KIRCLE workflow description
KIRCLE is an allele inference algorithm that uses aligned WES data in the form of a BAM or CRAM file to generate probability estimates for each KIR allele, as well as genotype predictions for each KIR gene. KIRCLE consists of 4 major steps: pre-processing, local alignment with BLAST, bootstrapped expectation-maximization, and thresholding (Fig. 1a).
-
1)
In pre-preprocessing, KIRCLE first extracts all WES reads that map to the genomic coordinates of the KIR genes on chromosome 19q13.4 and writes these reads to fifteen separate files—one for each KIR gene.
-
2)
Next, KIRCLE uses nucleotide BLAST to perform local alignment on each KIR gene’s collection of reads against a database of variants belonging to that particular KIR gene. In the IPD-KIR Database v2.8.0, 908 different alleles spanning the 15 KIR genes are documented, of which 535 represent distinct coding variants. KIRCLE then filters out alignments with less than 100% identity matches to documented KIR alleles.
-
3)
KIRCLE then bootstraps the BLAST-identified alignments with 100% identity matches to KIR alleles and uses an expectation-maximization (EM) algorithm, with convergence hyperparameter α, to generate allele probability estimates from these collections of alignments (Fig. 1c). n bootstraps of fraction p of all 100%-identity alignments are computed in this manner. The bootstrapped allele probability estimates are then averaged together to determine a final probability estimate for each allele. This bootstrapping is helpful in countering the EM algorithm’s tendency to converge to local minima representing homozygous solutions based on small differences in initial alignment data.
-
4)
Finally, KIRCLE uses a thresholding algorithm to convert each KIR gene’s set of allele probability estimates into homozygous or heterozygous genotype calls, depending on the number of alleles that exceeded a heuristically determined threshold t (Fig. 1b). Depending on the user’s selection of hyperparameter t and the EM algorithm’s outputted allele probabilities, the resulting genotype solution may be either homozygous, heterozygous, or non-existent.
Final workflow outputs from KIRCLE include a table of allele probability estimates, a table of genotype calls, and a list of runtime hyperparameters.
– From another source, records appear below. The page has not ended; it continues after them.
//! Grayscale PNG export of heightfields and slope maps.

use crate::errors::TerrainResult;
use crate::heightfield::HeightField;
use crate::terrain::slope::SlopeMap;
use image::{GrayImage, Luma};
use std::path::Path;
use tracing::info;

/// Map `value` in `[min, max]` to a gray level; a flat range maps to black
fn to_gray(value: f32, min: f32, max: f32) -> u8 {
    let range = max - min;
    if range <= 0.0 {
        return 0;
    }
    (((value - min) / range).clamp(0.0, 1.0) * 255.0).round() as u8
}

/// Render a slope map, black at 0 degrees and white at `ceiling_degrees`.
///
/// Slopes above the ceiling saturate to white, so impassable cells stand out
/// when the ceiling is the search's `max_slope_degrees`. With a non-positive
/// ceiling every sloped cell is white and only flat cells stay black.
pub fn slope_map_image(map: &SlopeMap, ceiling_degrees: f32) -> GrayImage {
    let width = map.width();
    let values = map.values();
    GrayImage::from_fn(map.width(), map.height(), |x, y| {
        let value = values[(y * width + x) as usize];
        let level = if ceiling_degrees <= 0.0 {
            if value > 0.0 { 255 } else { 0 }
        } else {
            to_gray(value, 0.0, ceiling_degrees)
        };
        Luma([level])
    })
}

/// Render elevations scaled between the field's extrema
pub fn heightmap_image(field: &HeightField) -> GrayImage {
    let (min, max) = (field.min_elevation(), field.max_elevation());
    let width = field.width();
    let samples = field.samples();
    GrayImage::from_fn(field.width(), field.height(), |x, y| {
        Luma([to_gray(samples[(y * width + x) as usize], min, max)])
    })
}

pub fn export_slope_map_png<P: AsRef<Path>>(
    map: &SlopeMap,
    ceiling_degrees: f32,
    path: P,
) -> TerrainResult<()> {
    let path = path.as_ref();
    slope_map_image(map, ceiling_degrees).save(path)?;
    info!("Slope map exported to {}", path.display());
    Ok(())
}

pub fn export_heightmap_png<P: AsRef<Path>>(field: &HeightField, path: P) -> TerrainResult<()> {
    let path = path.as_ref();
    heightmap_image(field).save(path)?;
    info!("Heightmap exported to {}", path.display());
    Ok(())
}

#[cfg(test)]
mod tests {
    use super::*;
    use crate::terrain::slope::slope_map;

    #[test]
    fn test_heightmap_spans_full_range() {
        let field = HeightField::new(3, 1, vec![-2.0, 0.0, 2.0]).unwrap();
        let img = heightmap_image(&field);
        assert_eq!(img.dimensions(), (3, 1));
        assert_eq!(img.get_pixel(0, 0).0, [0]);
        assert_eq!(img.get_pixel(1, 0).0, [128]);
        assert_eq!(img.get_pixel(2, 0).0, [255]);
    }

    #[test]
    fn test_flat_heightmap_is_black() {
        let field = HeightField::flat(2, 2, 7.0).unwrap();
        let img = heightmap_image(&field);
        assert!(img.pixels().all(|p| p.0 == [0]));
    }

    #[test]
    fn test_slope_image_saturates_above_ceiling() {
        let mut samples = vec![0.0; 9];
        samples[4] = 100.0;
        let field = HeightField::new(3, 3, samples).unwrap();
        let img = slope_map_image(&slope_map(&field), 30.0);
        assert!(img.pixels().all(|p| p.0 == [255]));
    }

    #[test]
    fn test_slope_image_with_zero_ceiling() {
        // Cell 0 only borders flat ground
        let field = HeightField::new(3, 1, vec![0.0, 0.0, 5.0]).unwrap();
        let map = slope_map(&field);
        let img = slope_map_image(&map, 0.0);
        assert_eq!(img.get_pixel(1, 0).0, [255]);
        assert_eq!(img.get_pixel(2, 0).0, [255]);
        assert_eq!(img.get_pixel(0, 0).0, [0]);
    }

    #[test]
    fn test_export_writes_png_files() {
        let dir = tempfile::tempdir().expect("Failed to create temp dir");
        let field = HeightField::new(2, 2, vec![0.0, 1.0, 2.0, 3.0]).unwrap();

        let height_path = dir.path().join("height.png");
        export_heightmap_png(&field, &height_path).expect("Heightmap export should succeed");
        let reloaded = image::open(&height_path).unwrap().to_luma8();
        assert_eq!(reloaded, heightmap_image(&field));

        let slope_path = dir.path().join("slope.png");
        export_slope_map_png(&slope_map(&field), 45.0, &slope_path).unwrap();
        assert!(slope_path.exists());
    }
}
Hyperparameter determination and validation for KIRCLE
KIRCLE requires the use of 4 hyperparameters: α (the convergence threshold for expectation-maximization), n (the number of bootstraps to perform), p (the proportion of reads to use in each bootstrap), and t (the threshold used to convert KIR allele probabilities to binary KIR genotype calls). Of these, choices regarding p and t represent the greatest and most direct potential sources of variability in KIRCLE’s accuracy. Using one randomly selected sample from UK Biobank, we were able to characterize KIRCLE’s performance, as measured by the Shannon entropy of the inferred genotypes, across different values of p (from 0.2 to 0.8) and t (from 0.05 to 0.40). At each set of hyperparameters tested, we performed 500 iterations of KIRCLE on one arbitrarily selected sample in UK Biobank, collected the 500 genotype outputs, and empirically computed the log2 Shannon entropy of the genotype solutions for each KIR gene. An ideal genotype caller would be consistent and call the same solution for the same input, resulting in a “genotype-entropy” of 0. For many KIR genes, such as KIR2DL1 and KIR2DL4, contour maps of the resulting entropies revealed that KIRCLE was largely self-consistent, with little variability of output (genotype-entropy of 0) across a wide spectrum of hyperparameter values (Fig. 2a, b). This pattern was recapitulated in the majority of KIR genes, suggesting respectable consistency of KIRCLE output across multiple KIR genes (Supplementary Fig. S1a–j). For all subsequent analyses in this manuscript, hyperparameter values of α=1e−5, n=100, p=0.5, and t=0.25 were used.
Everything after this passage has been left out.